Crowder has published a number videos mocking Maza, calling him a “lispy queer” and making other racist and anti-gay comments. Maza, who hosts the Vox show Strikethrough, said he and Vox have directly reached out to YouTube for the past two years “and have gotten no action at all from them.”

“YouTube has explicit policies against hate speech, bullying, and harassment that it just doesn’t enforce,” Maza said on BuzzFeed News’ Twitter morning show AM to DM.

After experiencing this for years without any support or response from YouTube, Maza said he shared his story on Twitter out of frustration.

According to Maza, he was doxed by Crowder’s followers and would wake up in the morning to “an avalanche of abuse” on all of his social media platforms whenever Crowder would publish a video mocking him.

Since I started working at Vox, Steven Crowder has been making video after video "debunking" Strikethrough.
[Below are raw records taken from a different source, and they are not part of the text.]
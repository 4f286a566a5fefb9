pub mod structs;
pub mod api;
pub mod io;
pub mod config;
pub mod error;
pub mod window;
pub mod service;
pub mod tui;
#[cfg(test)]
mod tests;

use api::*;
use config::*;
use service::*;
use tui::*;

use chrono::Utc;
use clap::Parser;
use crossterm::event::{self, Event};
use std::{error::Error, time::Duration};
use tokio::sync::mpsc;

type AppResult = Result<(), Box<dyn Error + Send + Sync>>;

#[tokio::main]
async fn main() -> AppResult {
    dotenv::dotenv().ok();
    pretty_env_logger::init();

    let cli = Cli::parse();
    let settings = Settings::try_from(&cli)?;
    log::info!("Starting Pünktli ...");

    let transport = TransportClient::new(&settings.api_base, settings.timeout)?;
    let geoip = GeoIpClient::new(settings.timeout)?;
    let locator = NearestStop::new(settings.coordinate_source(), transport.clone(), geoip);

    let manager = WindowManager::new(locator, transport, settings.refresh_policy());
    let reader = manager.reader();

    let (refresh_tx, refresh_rx) = mpsc::channel(1);
    let refresh_task = tokio::spawn(run_refresh_loop(
        manager,
        settings.refresh_interval,
        refresh_rx,
    ));

    let (key_tx, key_rx) = mpsc::unbounded_channel();
    std::thread::spawn(move || forward_keys(key_tx));

    let mut tui = Tui::setup()?;
    let original_hook = std::panic::take_hook();
    std::panic::set_hook(Box::new(move |info| {
        restore_terminal();
        original_hook(info);
    }));

    let result = render_loop(&mut tui, reader, settings.display_limit, refresh_tx, key_rx).await;

    // Dropping an in-flight refresh is fine, the window is only ever swapped whole.
    refresh_task.abort();
    tui.teardown();
    log::info!("Exiting Pünktli ...");
    result
}

/// Redraws every second and whenever a refresh lands.
async fn render_loop(
    tui: &mut Tui<std::io::Stdout>,
    mut reader: WindowReader,
    display_limit: usize,
    refresh_tx: mpsc::Sender<()>,
    mut keys: mpsc::UnboundedReceiver<Action>,
) -> AppResult {
    let mut ticker = tokio::time::interval(Duration::from_secs(1));
    let mut updates_open = true;

    loop {
        tokio::select! {
            _ = ticker.tick() => {}
            changed = reader.changed(), if updates_open => {
                if changed.is_err() {
                    log::warn!("Refresh task stopped, showing last known departures");
                    updates_open = false;
                }
            }
            action = keys.recv() => match action {
                Some(Action::Refresh) => {
                    if refresh_tx.try_send(()).is_err() {
                        log::debug!("Refresh already pending");
                    }
                }
                Some(Action::Quit) | None => break,
            }
        }

        let frame = Frame::build(&reader.snapshot(), reader.policy(), Utc::now(), display_limit);
        tui.draw(&frame)?;
    }
    Ok(())
}

/// Blocking key reader, runs on its own thread until the receiver is gone.
fn forward_keys(tx: mpsc::UnboundedSender<Action>) {
    loop {
        if tx.is_closed() {
            break;
        }
        match event::poll(Duration::from_millis(250)) {
            Ok(true) => {}
            Ok(false) => continue,
            Err(e) => {
                log::warn!("Reading terminal events failed: {}", e);
                break;
            }
        }
        if let Ok(Event::Key(key)) = event::read() {
            if let Some(action) = key_action(&key) {
                if tx.send(action).is_err() {
                    break;
                }
            }
        }
    }
}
Every single video has included repeated, overt attacks on my sexual orientation and ethnicity. Here's a sample:

Maza pointed out that YouTube is “about to spend an entire month claiming that it cares about queer people” for Pride in June.

He said the site is just trying to entice advertisers to spend money with them, when they really have no control over “the harassment on their platform.”

“YouTube is dominated by alt-right monsters who use the platform to target their critics and make their lives miserable,” he said.

“The truth is, they don’t care at all about anti-LGBT harassment because being baited towards queer people or Hispanic people is good for engagement and YouTube only cares about engagement.”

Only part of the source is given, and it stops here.